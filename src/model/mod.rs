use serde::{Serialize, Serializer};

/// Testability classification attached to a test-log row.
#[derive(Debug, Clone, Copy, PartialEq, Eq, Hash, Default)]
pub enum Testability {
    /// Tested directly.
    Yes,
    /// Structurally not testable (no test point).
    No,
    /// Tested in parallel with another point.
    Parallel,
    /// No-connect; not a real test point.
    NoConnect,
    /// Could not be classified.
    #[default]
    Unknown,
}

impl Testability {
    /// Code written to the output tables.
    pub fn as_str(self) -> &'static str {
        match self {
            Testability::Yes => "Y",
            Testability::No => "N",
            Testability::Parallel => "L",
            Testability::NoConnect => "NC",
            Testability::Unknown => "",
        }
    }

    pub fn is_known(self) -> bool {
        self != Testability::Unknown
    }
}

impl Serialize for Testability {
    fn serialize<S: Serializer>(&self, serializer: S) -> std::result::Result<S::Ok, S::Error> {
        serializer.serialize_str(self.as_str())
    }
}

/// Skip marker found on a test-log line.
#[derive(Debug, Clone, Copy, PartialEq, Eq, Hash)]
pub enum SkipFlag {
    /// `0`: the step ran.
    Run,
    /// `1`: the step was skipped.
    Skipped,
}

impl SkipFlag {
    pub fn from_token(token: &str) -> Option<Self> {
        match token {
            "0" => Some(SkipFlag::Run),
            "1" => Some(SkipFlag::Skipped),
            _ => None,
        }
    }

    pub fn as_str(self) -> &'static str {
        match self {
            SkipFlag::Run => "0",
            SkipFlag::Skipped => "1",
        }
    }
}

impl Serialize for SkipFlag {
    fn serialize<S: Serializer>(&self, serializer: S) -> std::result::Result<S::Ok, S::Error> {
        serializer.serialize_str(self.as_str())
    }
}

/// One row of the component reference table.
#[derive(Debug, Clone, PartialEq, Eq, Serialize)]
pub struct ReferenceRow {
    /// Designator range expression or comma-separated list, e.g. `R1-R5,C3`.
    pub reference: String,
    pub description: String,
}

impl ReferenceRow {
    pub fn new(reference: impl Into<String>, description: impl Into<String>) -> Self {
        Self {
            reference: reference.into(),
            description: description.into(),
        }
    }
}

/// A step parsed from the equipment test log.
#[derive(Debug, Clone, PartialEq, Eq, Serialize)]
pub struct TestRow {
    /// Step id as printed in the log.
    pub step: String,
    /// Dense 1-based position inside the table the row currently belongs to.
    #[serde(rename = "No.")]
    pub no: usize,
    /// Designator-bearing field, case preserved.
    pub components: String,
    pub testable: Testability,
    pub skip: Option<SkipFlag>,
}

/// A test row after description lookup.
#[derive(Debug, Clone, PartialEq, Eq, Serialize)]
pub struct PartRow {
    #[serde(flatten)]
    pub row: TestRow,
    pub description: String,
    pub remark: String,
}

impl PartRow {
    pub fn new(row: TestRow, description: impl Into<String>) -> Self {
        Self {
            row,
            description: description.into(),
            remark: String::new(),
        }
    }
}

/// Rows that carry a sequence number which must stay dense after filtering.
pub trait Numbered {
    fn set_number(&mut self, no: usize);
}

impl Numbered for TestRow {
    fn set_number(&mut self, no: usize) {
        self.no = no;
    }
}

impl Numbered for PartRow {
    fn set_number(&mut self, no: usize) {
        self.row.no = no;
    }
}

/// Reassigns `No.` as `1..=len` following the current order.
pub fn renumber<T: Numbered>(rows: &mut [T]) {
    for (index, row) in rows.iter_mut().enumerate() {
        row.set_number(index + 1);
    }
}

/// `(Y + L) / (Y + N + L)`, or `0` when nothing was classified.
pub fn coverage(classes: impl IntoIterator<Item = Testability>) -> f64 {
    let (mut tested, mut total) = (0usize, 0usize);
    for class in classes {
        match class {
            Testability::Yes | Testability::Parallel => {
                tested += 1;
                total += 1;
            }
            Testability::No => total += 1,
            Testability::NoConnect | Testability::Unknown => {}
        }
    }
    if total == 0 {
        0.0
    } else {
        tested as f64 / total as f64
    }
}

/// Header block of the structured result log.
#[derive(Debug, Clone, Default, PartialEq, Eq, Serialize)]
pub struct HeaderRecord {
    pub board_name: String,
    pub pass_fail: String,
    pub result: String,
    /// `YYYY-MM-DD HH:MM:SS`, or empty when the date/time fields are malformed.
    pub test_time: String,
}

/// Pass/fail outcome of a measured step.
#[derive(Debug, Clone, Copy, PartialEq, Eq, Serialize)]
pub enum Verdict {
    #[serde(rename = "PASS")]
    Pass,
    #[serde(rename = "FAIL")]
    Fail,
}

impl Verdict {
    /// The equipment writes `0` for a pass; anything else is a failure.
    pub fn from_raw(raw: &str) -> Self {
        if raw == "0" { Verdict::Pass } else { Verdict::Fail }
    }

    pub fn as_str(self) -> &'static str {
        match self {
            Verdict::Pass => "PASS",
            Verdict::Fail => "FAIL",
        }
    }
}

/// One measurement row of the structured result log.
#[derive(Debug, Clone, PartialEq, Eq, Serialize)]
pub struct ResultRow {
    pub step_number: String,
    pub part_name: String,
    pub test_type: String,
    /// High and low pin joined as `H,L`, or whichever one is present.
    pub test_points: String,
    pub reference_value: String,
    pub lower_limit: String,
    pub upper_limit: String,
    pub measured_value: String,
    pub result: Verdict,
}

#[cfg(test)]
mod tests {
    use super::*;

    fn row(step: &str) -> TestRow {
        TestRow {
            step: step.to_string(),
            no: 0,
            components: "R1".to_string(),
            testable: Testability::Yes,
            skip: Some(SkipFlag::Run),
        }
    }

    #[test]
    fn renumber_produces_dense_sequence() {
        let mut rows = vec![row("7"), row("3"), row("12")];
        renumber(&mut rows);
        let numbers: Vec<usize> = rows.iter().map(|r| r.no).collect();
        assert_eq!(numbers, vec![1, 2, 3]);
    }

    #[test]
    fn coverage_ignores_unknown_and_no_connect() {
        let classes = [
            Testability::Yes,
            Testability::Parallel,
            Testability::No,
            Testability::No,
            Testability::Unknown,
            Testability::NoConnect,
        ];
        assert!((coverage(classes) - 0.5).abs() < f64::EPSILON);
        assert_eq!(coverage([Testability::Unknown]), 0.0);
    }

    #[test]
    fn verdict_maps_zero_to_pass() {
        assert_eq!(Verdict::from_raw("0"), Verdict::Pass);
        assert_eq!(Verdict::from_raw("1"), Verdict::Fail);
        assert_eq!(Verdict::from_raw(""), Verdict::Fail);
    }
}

■ ■ ■ ■ ■ ■ ■

Give the entries again in full, exactly as they are written.

SOLUTION FOR THIS PROBLEM »
filename src/model/mod.rs
use serde::{Serialize, Serializer};

/// Testability classification attached to a test-log row.
#[derive(Debug, Clone, Copy, PartialEq, Eq, Hash, Default)]
pub enum Testability {
    /// Tested directly.
    Yes,
    /// Structurally not testable (no test point).
    No,
    /// Tested in parallel with another point.
    Parallel,
    /// No-connect; not a real test point.
    NoConnect,
    /// Could not be classified.
    #[default]
    Unknown,
}

impl Testability {
    /// Code written to the output tables.
    pub fn as_str(self) -> &'static str {
        match self {
            Testability::Yes => "Y",
            Testability::No => "N",
            Testability::Parallel => "L",
            Testability::NoConnect => "NC",
            Testability::Unknown => "",
        }
    }

    pub fn is_known(self) -> bool {
        self != Testability::Unknown
    }
}

impl Serialize for Testability {
    fn serialize<S: Serializer>(&self, serializer: S) -> std::result::Result<S::Ok, S::Error> {
        serializer.serialize_str(self.as_str())
    }
}

/// Skip marker found on a test-log line.
#[derive(Debug, Clone, Copy, PartialEq, Eq, Hash)]
pub enum SkipFlag {
    /// `0`: the step ran.
    Run,
    /// `1`: the step was skipped.
    Skipped,
}

impl SkipFlag {
    pub fn from_token(token: &str) -> Option<Self> {
        match token {
            "0" => Some(SkipFlag::Run),
            "1" => Some(SkipFlag::Skipped),
            _ => None,
        }
    }

    pub fn as_str(self) -> &'static str {
        match self {
            SkipFlag::Run => "0",
            SkipFlag::Skipped => "1",
        }
    }
}

impl Serialize for SkipFlag {
    fn serialize<S: Serializer>(&self, serializer: S) -> std::result::Result<S::Ok, S::Error> {
        serializer.serialize_str(self.as_str())
    }
}

/// One row of the component reference table.
#[derive(Debug, Clone, PartialEq, Eq, Serialize)]
pub struct ReferenceRow {
    /// Designator range expression or comma-separated list, e.g. `R1-R5,C3`.
    pub reference: String,
    pub description: String,
}

impl ReferenceRow {
    pub fn new(reference: impl Into<String>, description: impl Into<String>) -> Self {
        Self {
            reference: reference.into(),
            description: description.into(),
        }
    }
}

/// A step parsed from the equipment test log.
#[derive(Debug, Clone, PartialEq, Eq, Serialize)]
pub struct TestRow {
    /// Step id as printed in the log.
    pub step: String,
    /// Dense 1-based position inside the table the row currently belongs to.
    #[serde(rename = "No.")]
    pub no: usize,
    /// Designator-bearing field, case preserved.
    pub components: String,
    pub testable: Testability,
    pub skip: Option<SkipFlag>,
}

/// A test row after description lookup.
#[derive(Debug, Clone, PartialEq, Eq, Serialize)]
pub struct PartRow {
    #[serde(flatten)]
    pub row: TestRow,
    pub description: String,
    pub remark: String,
}

impl PartRow {
    pub fn new(row: TestRow, description: impl Into<String>) -> Self {
        Self {
            row,
            description: description.into(),
            remark: String::new(),
        }
    }
}

/// Rows that carry a sequence number which must stay dense after filtering.
pub trait Numbered {
    fn set_number(&mut self, no: usize);
}

impl Numbered for TestRow {
    fn set_number(&mut self, no: usize) {
        self.no = no;
    }
}

impl Numbered for PartRow {
    fn set_number(&mut self, no: usize) {
        self.row.no = no;
    }
}

/// Reassigns `No.` as `1..=len` following the current order.
pub fn renumber<T: Numbered>(rows: &mut [T]) {
    for (index, row) in rows.iter_mut().enumerate() {
        row.set_number(index + 1);
    }
}

/// `(Y + L) / (Y + N + L)`, or `0` when nothing was classified.
pub fn coverage(classes: impl IntoIterator<Item = Testability>) -> f64 {
    let (mut tested, mut total) = (0usize, 0usize);
    for class in classes {
        match class {
            Testability::Yes | Testability::Parallel => {
                tested += 1;
                total += 1;
            }
            Testability::No => total += 1,
            Testability::NoConnect | Testability::Unknown => {}
        }
    }
    if total == 0 {
        0.0
    } else {
        tested as f64 / total as f64
    }
}

/// Header block of the structured result log.
#[derive(Debug, Clone, Default, PartialEq, Eq, Serialize)]
pub struct HeaderRecord {
    pub board_name: String,
    pub pass_fail: String,
    pub result: String,
    /// `YYYY-MM-DD HH:MM:SS`, or empty when the date/time fields are malformed.
    pub test_time: String,
}

/// Pass/fail outcome of a measured step.
#[derive(Debug, Clone, Copy, PartialEq, Eq, Serialize)]
pub enum Verdict {
    #[serde(rename = "PASS")]
    Pass,
    #[serde(rename = "FAIL")]
    Fail,
}

impl Verdict {
    /// The equipment writes `0` for a pass; anything else is a failure.
    pub fn from_raw(raw: &str) -> Self {
        if raw == "0" { Verdict::Pass } else { Verdict::Fail }
    }

    pub fn as_str(self) -> &'static str {
        match self {
            Verdict::Pass => "PASS",
            Verdict::Fail => "FAIL",
        }
    }
}

/// One measurement row of the structured result log.
#[derive(Debug, Clone, PartialEq, Eq, Serialize)]
pub struct ResultRow {
    pub step_number: String,
    pub part_name: String,
    pub test_type: String,
    /// High and low pin joined as `H,L`, or whichever one is present.
    pub test_points: String,
    pub reference_value: String,
    pub lower_limit: String,
    pub upper_limit: String,
    pub measured_value: String,
    pub result: Verdict,
}

#[cfg(test)]
mod tests {
    use super::*;

    fn row(step: &str) -> TestRow {
        TestRow {
            step: step.to_string(),
            no: 0,
            components: "R1".to_string(),
            testable: Testability::Yes,
            skip: Some(SkipFlag::Run),
        }
    }

    #[test]
    fn renumber_produces_dense_sequence() {
        let mut rows = vec![row("7"), row("3"), row("12")];
        renumber(&mut rows);
        let numbers: Vec<usize> = rows.iter().map(|r| r.no).collect();
        assert_eq!(numbers, vec![1, 2, 3]);
    }

    #[test]
    fn coverage_ignores_unknown_and_no_connect() {
        let classes = [
            Testability::Yes,
            Testability::Parallel,
            Testability::No,
            Testability::No,
            Testability::Unknown,
            Testability::NoConnect,
        ];
        assert!((coverage(classes) - 0.5).abs() < f64::EPSILON);
        assert_eq!(coverage([Testability::Unknown]), 0.0);
    }

    #[test]
    fn verdict_maps_zero_to_pass() {
        assert_eq!(Verdict::from_raw("0"), Verdict::Pass);
        assert_eq!(Verdict::from_raw("1"), Verdict::Fail);
        assert_eq!(Verdict::from_raw(""), Verdict::Fail);
    }
}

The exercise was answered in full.